Le Scandale et la censure sont récurrents dans le monde de l'art... depuis toujours. Dans cette rubrique nous allons découvrir, étudier et discuter ensemble les raisons qui ont pu rendre des oeuvres subversives. Beaucoup d'oeuvres censurées ont été brûlées et il n'en reste alors aucune trace ou seulement des témoignages écrits. Nous allons nous intéresser aux oeuvres qui n'ont pas subi un sort aussi funestes et s'interroger sur leur caractère scandaleux liés aux mentalités et aux tabous propres à chaque époque et société.L'objectif de cette rubrique est de découvrir des oeuvres et leur contexte historique, d'aiguiser le regard et l'esprit critique des lycéens sur leur monde et leur époque.
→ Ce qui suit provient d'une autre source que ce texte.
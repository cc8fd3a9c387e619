//! Boundary predicates shared by every stencil.
//!
//! Momentum, projection, injection and repair all decide "is this face free
//! to change" through the functions here; `shaders/fdm.wgsl` in the GPU crate
//! mirrors them line for line.
//!
//! Face classes for `u(i,j)` (and symmetrically `v(i,j)`):
//! - storing cell `(i,j)` solid: pinned to zero
//! - storing cell fluid, left neighbour solid or missing: fixed, carried through
//!   unchanged (wall = 0, scenario inflow = prescribed speed)
//! - both sides fluid: live, updated by the solvers

use crate::grid::{GridSize, FLUID};

/// Read-only view over one velocity buffer plus the mask.
#[derive(Clone, Copy)]
pub struct FieldView<'a> {
    pub grid: GridSize,
    pub u: &'a [f32],
    pub v: &'a [f32],
    pub mask: &'a [i32],
}

impl<'a> FieldView<'a> {
    pub fn new(grid: GridSize, u: &'a [f32], v: &'a [f32], mask: &'a [i32]) -> Self {
        debug_assert_eq!(u.len(), grid.cell_count());
        debug_assert_eq!(v.len(), grid.cell_count());
        debug_assert_eq!(mask.len(), grid.cell_count());
        Self { grid, u, v, mask }
    }

    #[inline]
    pub fn is_fluid(&self, i: i64, j: i64) -> bool {
        is_fluid(self.grid, self.mask, i, j)
    }

    #[inline]
    pub fn u_live(&self, i: usize, j: usize) -> bool {
        u_face_live(self.grid, self.mask, i, j)
    }

    #[inline]
    pub fn v_live(&self, i: usize, j: usize) -> bool {
        v_face_live(self.grid, self.mask, i, j)
    }

    /// `u` at a face, reading zero outside the grid or inside a solid cell.
    #[inline]
    pub fn u_sample(&self, i: i64, j: i64) -> f32 {
        if self.is_fluid(i, j) {
            self.u[self.grid.idx(i as usize, j as usize)]
        } else {
            0.0
        }
    }

    /// `v` at a face, reading zero outside the grid or inside a solid cell.
    #[inline]
    pub fn v_sample(&self, i: i64, j: i64) -> f32 {
        if self.is_fluid(i, j) {
            self.v[self.grid.idx(i as usize, j as usize)]
        } else {
            0.0
        }
    }
}

#[inline]
pub fn is_fluid(grid: GridSize, mask: &[i32], i: i64, j: i64) -> bool {
    grid.contains(i, j) && mask[grid.idx(i as usize, j as usize)] == FLUID
}

/// Both cells sharing the left face of `(i,j)` are fluid.
#[inline]
pub fn u_face_live(grid: GridSize, mask: &[i32], i: usize, j: usize) -> bool {
    i >= 1 && is_fluid(grid, mask, i as i64 - 1, j as i64) && is_fluid(grid, mask, i as i64, j as i64)
}

/// Both cells sharing the bottom face of `(i,j)` are fluid.
#[inline]
pub fn v_face_live(grid: GridSize, mask: &[i32], i: usize, j: usize) -> bool {
    j >= 1 && is_fluid(grid, mask, i as i64, j as i64 - 1) && is_fluid(grid, mask, i as i64, j as i64)
}

/// Net outflow of cell `(i,j)` in velocity units (no `1/h`).
///
/// Faces past the grid edge read as zero.
#[inline]
pub fn divergence(view: &FieldView<'_>, i: usize, j: usize) -> f32 {
    let grid = view.grid;
    let at = |field: &[f32], a: usize, b: usize| {
        if a < grid.width && b < grid.height {
            field[grid.idx(a, b)]
        } else {
            0.0
        }
    };
    at(view.u, i + 1, j) - at(view.u, i, j) + at(view.v, i, j + 1) - at(view.v, i, j)
}

/// Number of live faces around cell `(i,j)` (0..=4).
#[inline]
pub fn live_face_count(grid: GridSize, mask: &[i32], i: usize, j: usize) -> u32 {
    u_face_live(grid, mask, i, j) as u32
        + u_face_live(grid, mask, i + 1, j) as u32
        + v_face_live(grid, mask, i, j) as u32
        + v_face_live(grid, mask, i, j + 1) as u32
}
C'est également un exercice rhétorique les entraînant pour l'épreuve orale finale.Le monde étant souvent bipolaire souhaitant à tout prix distinguer le bien du mal alors que cette frontière est loin d'être une ligne claire tant elle se définie par les convictions et les représentations de chacun.Peut-on tout représenter ? A quelles fins ? Entre consternation, fascination et provocation: une histoire du regard du spectateur et de celui de l'artiste.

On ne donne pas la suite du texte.